What you should do:
Copy out, from the entries below, each line that holds the string "cloned".

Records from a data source
—————
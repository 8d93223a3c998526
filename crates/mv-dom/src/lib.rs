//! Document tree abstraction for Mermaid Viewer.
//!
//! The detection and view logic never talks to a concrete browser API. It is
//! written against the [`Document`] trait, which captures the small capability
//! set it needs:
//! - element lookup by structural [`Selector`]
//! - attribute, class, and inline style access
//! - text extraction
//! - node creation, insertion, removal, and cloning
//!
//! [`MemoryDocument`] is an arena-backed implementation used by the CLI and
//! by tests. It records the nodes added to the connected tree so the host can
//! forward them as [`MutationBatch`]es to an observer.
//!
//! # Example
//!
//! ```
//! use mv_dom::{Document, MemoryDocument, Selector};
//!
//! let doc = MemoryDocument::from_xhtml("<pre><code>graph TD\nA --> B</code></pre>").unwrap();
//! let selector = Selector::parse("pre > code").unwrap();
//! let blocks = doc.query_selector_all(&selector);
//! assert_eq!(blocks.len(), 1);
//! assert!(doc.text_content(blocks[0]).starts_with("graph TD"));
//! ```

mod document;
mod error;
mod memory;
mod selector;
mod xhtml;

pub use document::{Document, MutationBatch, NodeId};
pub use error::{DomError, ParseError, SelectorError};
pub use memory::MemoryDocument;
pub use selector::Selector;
—————
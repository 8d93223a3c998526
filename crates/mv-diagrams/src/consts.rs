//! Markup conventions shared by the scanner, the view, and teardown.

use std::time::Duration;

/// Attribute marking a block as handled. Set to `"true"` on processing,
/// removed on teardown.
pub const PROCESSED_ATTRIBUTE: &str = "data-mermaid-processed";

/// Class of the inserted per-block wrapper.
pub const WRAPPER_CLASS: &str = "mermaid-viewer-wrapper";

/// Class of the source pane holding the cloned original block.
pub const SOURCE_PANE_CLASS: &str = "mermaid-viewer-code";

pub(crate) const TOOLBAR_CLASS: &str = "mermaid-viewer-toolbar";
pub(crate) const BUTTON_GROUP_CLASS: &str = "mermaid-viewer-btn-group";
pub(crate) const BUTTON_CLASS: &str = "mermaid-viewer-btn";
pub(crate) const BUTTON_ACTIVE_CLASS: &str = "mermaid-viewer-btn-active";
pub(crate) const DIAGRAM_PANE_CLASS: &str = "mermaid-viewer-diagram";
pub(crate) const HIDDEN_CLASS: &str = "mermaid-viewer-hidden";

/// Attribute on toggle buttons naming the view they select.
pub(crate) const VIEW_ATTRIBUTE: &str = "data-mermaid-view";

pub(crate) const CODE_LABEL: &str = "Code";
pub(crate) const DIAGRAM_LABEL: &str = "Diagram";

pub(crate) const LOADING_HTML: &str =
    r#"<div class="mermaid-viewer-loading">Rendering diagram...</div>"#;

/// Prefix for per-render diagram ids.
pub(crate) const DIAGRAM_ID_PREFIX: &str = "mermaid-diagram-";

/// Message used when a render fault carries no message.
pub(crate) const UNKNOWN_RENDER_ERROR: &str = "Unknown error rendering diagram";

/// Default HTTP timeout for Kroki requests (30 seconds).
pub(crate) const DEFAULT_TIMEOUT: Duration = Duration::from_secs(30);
—————
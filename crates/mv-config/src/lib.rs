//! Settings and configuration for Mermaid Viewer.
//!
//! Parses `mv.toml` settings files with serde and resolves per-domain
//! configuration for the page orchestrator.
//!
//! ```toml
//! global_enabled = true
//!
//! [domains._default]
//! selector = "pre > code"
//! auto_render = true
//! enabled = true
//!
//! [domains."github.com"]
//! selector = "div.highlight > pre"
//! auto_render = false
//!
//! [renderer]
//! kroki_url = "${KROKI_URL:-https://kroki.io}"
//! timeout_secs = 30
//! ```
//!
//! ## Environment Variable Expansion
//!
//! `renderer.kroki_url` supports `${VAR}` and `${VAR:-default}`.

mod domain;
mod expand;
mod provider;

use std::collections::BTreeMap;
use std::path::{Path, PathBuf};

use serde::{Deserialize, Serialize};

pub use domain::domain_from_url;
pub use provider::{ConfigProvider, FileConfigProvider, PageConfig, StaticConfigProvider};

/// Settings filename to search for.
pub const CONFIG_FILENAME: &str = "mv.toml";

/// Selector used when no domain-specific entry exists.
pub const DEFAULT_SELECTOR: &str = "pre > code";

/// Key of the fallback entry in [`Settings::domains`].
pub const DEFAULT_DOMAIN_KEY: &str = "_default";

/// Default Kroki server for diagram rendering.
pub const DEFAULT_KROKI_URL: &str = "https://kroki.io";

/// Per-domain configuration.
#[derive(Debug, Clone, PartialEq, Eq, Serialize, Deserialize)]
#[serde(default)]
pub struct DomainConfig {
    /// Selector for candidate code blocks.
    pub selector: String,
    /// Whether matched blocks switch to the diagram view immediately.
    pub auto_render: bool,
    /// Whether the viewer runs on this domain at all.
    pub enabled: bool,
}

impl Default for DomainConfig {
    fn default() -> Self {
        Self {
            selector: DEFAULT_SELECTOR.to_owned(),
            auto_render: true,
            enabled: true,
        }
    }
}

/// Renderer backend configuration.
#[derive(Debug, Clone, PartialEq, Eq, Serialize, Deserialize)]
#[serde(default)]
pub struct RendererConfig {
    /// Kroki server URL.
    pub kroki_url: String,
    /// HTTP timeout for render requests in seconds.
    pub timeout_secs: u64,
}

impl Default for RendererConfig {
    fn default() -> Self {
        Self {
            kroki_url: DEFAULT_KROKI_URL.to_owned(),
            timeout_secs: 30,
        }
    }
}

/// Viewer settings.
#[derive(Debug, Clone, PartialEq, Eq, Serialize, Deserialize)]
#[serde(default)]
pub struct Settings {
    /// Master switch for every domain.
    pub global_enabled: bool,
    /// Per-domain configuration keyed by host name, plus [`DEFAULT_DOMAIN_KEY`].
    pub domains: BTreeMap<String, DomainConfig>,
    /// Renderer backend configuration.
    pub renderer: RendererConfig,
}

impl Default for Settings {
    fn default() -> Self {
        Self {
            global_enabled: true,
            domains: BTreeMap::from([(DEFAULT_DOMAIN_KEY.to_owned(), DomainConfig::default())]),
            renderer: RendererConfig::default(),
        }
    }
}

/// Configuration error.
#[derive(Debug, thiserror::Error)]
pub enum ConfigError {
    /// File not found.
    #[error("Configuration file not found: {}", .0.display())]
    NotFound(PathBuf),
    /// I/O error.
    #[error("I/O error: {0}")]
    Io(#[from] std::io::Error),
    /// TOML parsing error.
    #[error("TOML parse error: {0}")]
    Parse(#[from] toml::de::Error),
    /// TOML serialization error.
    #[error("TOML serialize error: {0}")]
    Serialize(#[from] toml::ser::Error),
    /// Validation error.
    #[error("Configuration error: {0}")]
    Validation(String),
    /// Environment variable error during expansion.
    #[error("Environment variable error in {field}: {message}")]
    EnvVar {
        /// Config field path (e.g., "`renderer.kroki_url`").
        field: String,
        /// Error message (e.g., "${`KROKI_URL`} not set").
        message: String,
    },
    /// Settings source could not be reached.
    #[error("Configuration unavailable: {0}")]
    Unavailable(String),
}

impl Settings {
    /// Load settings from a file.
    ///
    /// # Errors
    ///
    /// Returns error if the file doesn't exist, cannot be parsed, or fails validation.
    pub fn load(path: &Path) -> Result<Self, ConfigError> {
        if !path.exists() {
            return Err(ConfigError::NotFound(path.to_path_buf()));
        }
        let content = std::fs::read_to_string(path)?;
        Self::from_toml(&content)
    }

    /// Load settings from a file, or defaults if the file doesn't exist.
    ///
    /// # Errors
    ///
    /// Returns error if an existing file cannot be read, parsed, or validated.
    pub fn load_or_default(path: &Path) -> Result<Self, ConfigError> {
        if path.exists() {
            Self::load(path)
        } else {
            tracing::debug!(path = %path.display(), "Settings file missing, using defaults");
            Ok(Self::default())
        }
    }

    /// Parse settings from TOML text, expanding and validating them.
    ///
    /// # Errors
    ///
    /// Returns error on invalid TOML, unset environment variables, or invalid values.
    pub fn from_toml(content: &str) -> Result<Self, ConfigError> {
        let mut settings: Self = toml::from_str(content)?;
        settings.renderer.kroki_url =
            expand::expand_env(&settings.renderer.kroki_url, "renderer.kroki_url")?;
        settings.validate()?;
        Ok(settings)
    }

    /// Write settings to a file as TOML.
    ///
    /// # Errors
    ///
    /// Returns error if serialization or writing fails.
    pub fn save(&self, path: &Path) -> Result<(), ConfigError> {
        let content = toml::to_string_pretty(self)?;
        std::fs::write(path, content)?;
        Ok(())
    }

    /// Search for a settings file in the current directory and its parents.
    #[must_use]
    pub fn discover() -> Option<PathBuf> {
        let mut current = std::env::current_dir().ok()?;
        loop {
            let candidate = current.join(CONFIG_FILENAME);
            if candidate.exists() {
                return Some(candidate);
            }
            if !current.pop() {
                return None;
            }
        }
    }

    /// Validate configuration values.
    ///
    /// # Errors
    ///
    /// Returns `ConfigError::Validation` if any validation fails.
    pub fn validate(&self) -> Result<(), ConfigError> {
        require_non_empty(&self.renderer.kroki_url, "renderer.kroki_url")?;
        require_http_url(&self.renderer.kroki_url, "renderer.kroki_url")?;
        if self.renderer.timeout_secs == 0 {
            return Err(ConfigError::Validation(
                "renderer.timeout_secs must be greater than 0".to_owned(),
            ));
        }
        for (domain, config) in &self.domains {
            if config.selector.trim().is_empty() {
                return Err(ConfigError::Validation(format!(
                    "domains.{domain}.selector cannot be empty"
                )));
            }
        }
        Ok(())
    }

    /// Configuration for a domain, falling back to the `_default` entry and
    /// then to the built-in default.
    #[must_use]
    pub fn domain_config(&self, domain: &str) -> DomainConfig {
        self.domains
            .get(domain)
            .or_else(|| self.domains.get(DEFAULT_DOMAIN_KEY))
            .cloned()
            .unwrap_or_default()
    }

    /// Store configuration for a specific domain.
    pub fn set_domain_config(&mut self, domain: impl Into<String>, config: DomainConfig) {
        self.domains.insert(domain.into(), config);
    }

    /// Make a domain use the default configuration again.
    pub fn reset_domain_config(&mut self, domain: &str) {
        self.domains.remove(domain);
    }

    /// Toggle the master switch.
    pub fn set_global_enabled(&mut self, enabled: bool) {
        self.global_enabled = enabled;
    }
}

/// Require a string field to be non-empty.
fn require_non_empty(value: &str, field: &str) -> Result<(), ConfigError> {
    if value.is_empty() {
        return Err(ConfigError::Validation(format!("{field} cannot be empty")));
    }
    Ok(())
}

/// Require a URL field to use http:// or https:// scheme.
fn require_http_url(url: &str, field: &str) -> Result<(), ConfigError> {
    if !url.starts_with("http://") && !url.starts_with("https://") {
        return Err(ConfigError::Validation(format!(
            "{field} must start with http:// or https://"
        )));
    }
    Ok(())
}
—————
Task response:
/// Class of the source pane holding the cloned original block.
            .cloned()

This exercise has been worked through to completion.